Per il volontario in quanto singolo il campo è qualcosa di episodico: un periodo circoscritto che all’interno della propria vita assume caratteri di unicità e spesso di eccezionalità; oltrepassando il livello individuale e considerando invece il volontario in quanto parte di un tutto che si chiama “Amani”, ecco che il campo è qualcosa di ben diverso: qualcosa di strutturale, di consolidato e attuato in modo continuativo. Un progetto a lungo termine (e potenzialmente senza termine!) di incontro tra le culture e quindi di promozione di relazioni rispettose e pacifiche. Un’istituzione, in cui si crede fortemente e nella cui complessa organizzazione ogni anno si investono energie e si mobilitano varie persone (col preziosissimo contributo sia dei dipendenti di Amani che dei volontari stessi), in modo da provvedere a tutti gli aspetti che la rendono possibile: dalla comunicazione, alla conoscenza e selezione dei candidati, alla loro formazione, alla programmazione congiunta assieme ai referenti africani, alla raccolta delle donazioni e al loro imballaggio per il trasporto…
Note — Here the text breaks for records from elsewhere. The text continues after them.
//! Archive layer: aged segments move under `<root>/.archive/<name>/`, each
//! a self-contained secondary store queried transparently beneath the live
//! index (spec §4.6).
//!
//! Three variants are named by spec §4.6: an *online* archive has its own
//! full index (here reusing [`crate::index::Index`] rather than a
//! hand-rolled min/max-only manifest — see DESIGN.md for that call), a
//! *summary-only* archive keeps `<segment>.summary` sidecars but no data,
//! and a *dir-summary offline* archive is a single `<name>.summary` file
//! at the archive root with no directory at all.

use std::collections::BTreeMap;
use std::path::{Path, PathBuf};

use crate::config::{IndexType, SegmentLayout};
use crate::error::Result;
use crate::index::{Filter, Index, NewRow, Predicate, Row, TxnMode};
use crate::metadata::Format;
use crate::reftime::Reftime;
use crate::segment::{self, SIDECAR_SUFFIXES};
use crate::summary::Summary;
use crate::value::Value;

/// The name of the archive maintenance moves aged segments into by
/// default (spec §4.6 "Archiving").
pub const LAST_ARCHIVE: &str = "last";

enum Variant {
    Online(Index),
    SummaryOnly,
    Offline,
}

/// One named archive under `.archive/<name>/` (or, for the offline
/// variant, just `.archive/<name>.summary`).
pub struct Archive {
    name: String,
    summary: Summary,
    variant: Variant,
}

impl Archive {
    fn dir(root: &Path, name: &str) -> PathBuf {
        root.join(".archive").join(name)
    }

    fn offline_summary_path(root: &Path, name: &str) -> PathBuf {
        root.join(".archive").join(format!("{}.summary", name))
    }

    /// Opens (or lazily creates) the named archive. A directory with an
    /// index file is online; a directory with only `.summary` sidecars
    /// and no index is summary-only; a bare `<name>.summary` sibling file
    /// with no directory is offline.
    fn open(root: &Path, name: &str, index_type: IndexType) -> Result<Self> {
        let dir = Self::dir(root, name);
        let offline_path = Self::offline_summary_path(root, name);

        if !dir.exists() && offline_path.exists() {
            let summary = Summary::load(&offline_path)?;
            return Ok(Self {
                name: name.to_string(),
                summary,
                variant: Variant::Offline,
            });
        }

        let has_index = dir.join("index.sqlite").exists() || dir.join("index.manifest").exists();
        if dir.exists() && !has_index && has_only_summary_sidecars(&dir)? {
            let summary = collect_sidecar_summaries(&dir)?;
            return Ok(Self {
                name: name.to_string(),
                summary,
                variant: Variant::SummaryOnly,
            });
        }

        let index = Index::open(&dir, index_type)?;
        let summary = index.query_summary(&Filter::match_all())?;
        Ok(Self {
            name: name.to_string(),
            summary,
            variant: Variant::Online(index),
        })
    }

    fn index(&self) -> Option<&Index> {
        match &self.variant {
            Variant::Online(index) => Some(index),
            _ => None,
        }
    }

    pub fn name(&self) -> &str {
        &self.name
    }
}

fn has_only_summary_sidecars(dir: &Path) -> Result<bool> {
    let mut any = false;
    for entry in walkdir::WalkDir::new(dir).into_iter().filter_map(|e| e.ok()) {
        if entry.file_type().is_file() {
            let name = entry.file_name().to_string_lossy().into_owned();
            if name.ends_with(".summary") {
                any = true;
            }
        }
    }
    Ok(any)
}

fn collect_sidecar_summaries(dir: &Path) -> Result<Summary> {
    let mut combined = Summary::empty();
    for entry in walkdir::WalkDir::new(dir).into_iter().filter_map(|e| e.ok()) {
        if entry.file_type().is_file() {
            let name = entry.file_name().to_string_lossy().into_owned();
            if name.ends_with(".summary") {
                combined.merge_from(&Summary::load(entry.path())?);
            }
        }
    }
    Ok(combined)
}

/// Filters a pre-aggregated [`Summary`] by a [`Filter`]'s reftime bounds
/// and predicates, matching predicate type-codes against each bucket's
/// attribute-tuple key (spec §4.6: summary-only archives are "readable for
/// summary queries").
fn filter_summary(summary: &Summary, filter: &Filter) -> Summary {
    let mut out = Summary::empty();
    for (key, stats) in summary.iter() {
        if let Some(min) = filter.reftime_min {
            if stats.reftime.max() < min {
                continue;
            }
        }
        if let Some(max) = filter.reftime_max {
            if stats.reftime.min() > max {
                continue;
            }
        }
        if !predicates_match(key, &filter.predicates) {
            continue;
        }
        out.add(key.to_vec(), stats.size, stats.reftime);
        // `add` only folds one row's worth of size; correct the count to
        // the bucket's actual tally since a summary bucket already
        // aggregates many messages.
        for _ in 1..stats.count {
            out.add(key.to_vec(), 0, stats.reftime);
        }
    }
    out
}

fn predicates_match(key: &[Value], predicates: &[Predicate]) -> bool {
    predicates
        .iter()
        .all(|p| key.iter().any(|v| v.type_code() == p.code && *v == p.value))
}

/// Aggregate registry over every named archive plus `last`, federating
/// queries beneath the live index (spec §4.6 "An aggregate `Archives`
/// object").
pub struct Archives {
    root: PathBuf,
    layout: SegmentLayout,
    index_type: IndexType,
    archives: BTreeMap<String, Archive>,
}

impl Archives {
    pub fn open_with(root: PathBuf, layout: SegmentLayout, index_type: IndexType) -> Result<Self> {
        let mut archives = BTreeMap::new();
        let archive_root = root.join(".archive");
        if archive_root.exists() {
            for entry in std::fs::read_dir(&archive_root)? {
                let entry = entry?;
                let file_name = entry.file_name();
                let name = file_name.to_string_lossy();
                let name = name.strip_suffix(".summary").unwrap_or(&name).to_string();
                if archives.contains_key(&name) {
                    continue;
                }
                let archive = Archive::open(&root, &name, index_type)?;
                archives.insert(name, archive);
            }
        }
        Ok(Self {
            root,
            layout,
            index_type,
            archives,
        })
    }

    /// Opens the archive layer using the dataset's configured layout and
    /// index backend (the common case; see [`Self::open_with`] for
    /// overriding either).
    pub fn open(root: &Path) -> Result<Self> {
        Self::open_with(root.to_path_buf(), SegmentLayout::File, IndexType::Sqlite)
    }

    /// Queries every online archive whose summary could intersect
    /// `filter`'s reftime bounds, skipping the rest (spec §4.6: "skipping
    /// archives whose reftime extent does not intersect the filter").
    pub fn query(&self, filter: &Filter) -> Result<Vec<Row>> {
        let mut out = Vec::new();
        for archive in self.archives.values() {
            if archive.summary.is_empty() {
                continue;
            }
            if !archive.summary.intersects(filter.reftime_min, filter.reftime_max) {
                continue;
            }
            if let Some(index) = archive.index() {
                out.extend(index.query(filter)?);
            }
        }
        Ok(out)
    }

    /// Resolves bytes for a row previously returned by [`Self::query`].
    /// `row.segment_relpath` already carries the `.archive/<name>/…`
    /// prefix relative to the live root (spec §4.6 "preserving the
    /// relative path below").
    pub fn resolve(&self, row: &Row) -> Result<Vec<u8>> {
        let segment = segment::open(&self.root, &row.segment_relpath, self.layout)?;
        segment.read(row.offset, row.size)
    }

    /// Aggregate summary across every archive: online archives contribute
    /// their live-queried summary, summary-only and offline archives
    /// contribute their cached summary filtered by `filter` (spec §4.6
    /// "for summary queries without a reftime filter it uses a combined
    /// `.summaries/archives.summary` cache").
    pub fn query_summary(&self, filter: &Filter) -> Result<Summary> {
        let use_cache = filter.reftime_min.is_none()
            && filter.reftime_max.is_none()
            && filter.predicates.is_empty();
        let cache_path = self.root.join(".summaries").join("archives.summary");
        if use_cache {
            if let Ok(cached) = Summary::load(&cache_path) {
                if !cached.is_empty() || self.archives.is_empty() {
                    return Ok(cached);
                }
            }
        }

        let mut combined = Summary::empty();
        for archive in self.archives.values() {
            match archive.index() {
                Some(index) => combined.merge_from(&index.query_summary(filter)?),
                None => combined.merge_from(&filter_summary(&archive.summary, filter)),
            }
        }
        if use_cache {
            combined.save(&cache_path)?;
        }
        Ok(combined)
    }

    /// Invalidates the combined `archives.summary` cache (spec §4.5
    /// "Archive moves invalidate the global summary cache").
    pub fn invalidate_cache(&self) -> Result<()> {
        let path = self.root.join(".summaries").join("archives.summary");
        if path.exists() {
            std::fs::remove_file(path)?;
        }
        Ok(())
    }

    /// Moves a live segment (and its sidecars) into the `last` archive,
    /// re-indexing its rows under the moved path (spec §4.6 "Archiving").
    /// `rows` must be the segment's current live index rows; the caller is
    /// responsible for deindexing them from the live index afterwards.
    pub fn archive_segment(&mut self, format: Format, relpath: &str, rows: &[Row]) -> Result<()> {
        let archive_dir = self.root.join(".archive").join(LAST_ARCHIVE);
        std::fs::create_dir_all(&archive_dir)?;

        let live_base = segment::segment_path(&self.root, Path::new(relpath), format);
        let archive_base = segment::segment_path(&archive_dir, Path::new(relpath), format);
        if let Some(parent) = archive_base.parent() {
            std::fs::create_dir_all(parent)?;
        }
        for suffix in SIDECAR_SUFFIXES {
            let src = segment::with_suffix(&live_base, suffix);
            if !src.exists() {
                continue;
            }
            let dst = segment::with_suffix(&archive_base, suffix);
            std::fs::rename(&src, &dst)?;
        }

        if !self.archives.contains_key(LAST_ARCHIVE) {
            let archive = Archive::open(&self.root, LAST_ARCHIVE, self.index_type)?;
            self.archives.insert(LAST_ARCHIVE.to_string(), archive);
        }
        let archive = self
            .archives
            .get_mut(LAST_ARCHIVE)
            .expect("just inserted above");
        if archive.index().is_none() {
            *archive = Archive::open(&self.root, LAST_ARCHIVE, self.index_type)?;
        }

        let archive_relpath = format!(".archive/{}/{}", LAST_ARCHIVE, relpath);
        {
            let index = archive.index().expect("ensured online above");
            let mut txn = index.begin_transaction(TxnMode::Exclusive)?;
            for row in rows {
                let new_row = NewRow {
                    fingerprint: row.fingerprint.clone(),
                    segment_relpath: archive_relpath.clone(),
                    offset: row.offset,
                    size: row.size,
                    reftime: row.reftime,
                    notes: row.notes.clone(),
                    attributes: row.attributes.clone(),
                };
                index.replace(&mut txn, new_row)?;
            }
            index.commit(txn)?;
        }

        let summary = archive
            .index()
            .expect("ensured online above")
            .query_summary(&Filter::match_all())?;
        archive.summary = summary;
        self.invalidate_cache()?;
        Ok(())
    }

    pub fn names(&self) -> impl Iterator<Item = &str> {
        self.archives.keys().map(|s| s.as_str())
    }
}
Quest’istituzione, per due anni è stata purtroppo interrotta dalla pandemia, e si è potuto riprenderla solo quest’estate.
In questa stupefacente dinamica in cui il singolo e il comunitario restano ben distinguibili, eppure co-essenziali, in un tutto armonico e unitario, mi viene in mente che la chiave potrebbe essere in un’altra accezione del “ripartire”. I campi di incontro sono un’occasione in cui davvero, sotto tantissimi punti di vista, “si ripartisce”. Tempo, energia, cibo, sorrisi, preoccupazioni, risorse materiali, risorse economiche, risorse spirituali, preghiere, pensieri, spazi, veicoli, strumenti, emozioni… tutto quanto viene ripartito tra italiani e africani, tra bambini e adulti, tra uomini e donne, tra campisti vecchi e campisti nuovi, tra volontari e lavoratori di Amani, tra chi è tornato e chi ne ascolta i racconti… Questo ripartire è altrettanto stupefacente perché contiene due movimenti opposti: nel ripartire si mette in comune e si condivide. Il mettere in comune è un dare, un lasciare, un riporre; il con-dividere è un ottenere, un prendere, un ricevere. E alla fine ognuno ne esce alleggerito da ciò che lo appesantiva e arricchito di ciò di cui aveva bisogno.
Sarà questo paradosso del ripartire a spiegare la dinamica che nutre (e speriamo continui a lungo a nutrire) i campi?
Nel dubbio, in ogni caso… ripartiamo!
Daniele Oreficini, insegnante di Ancona, volontario di Amani dal 2017.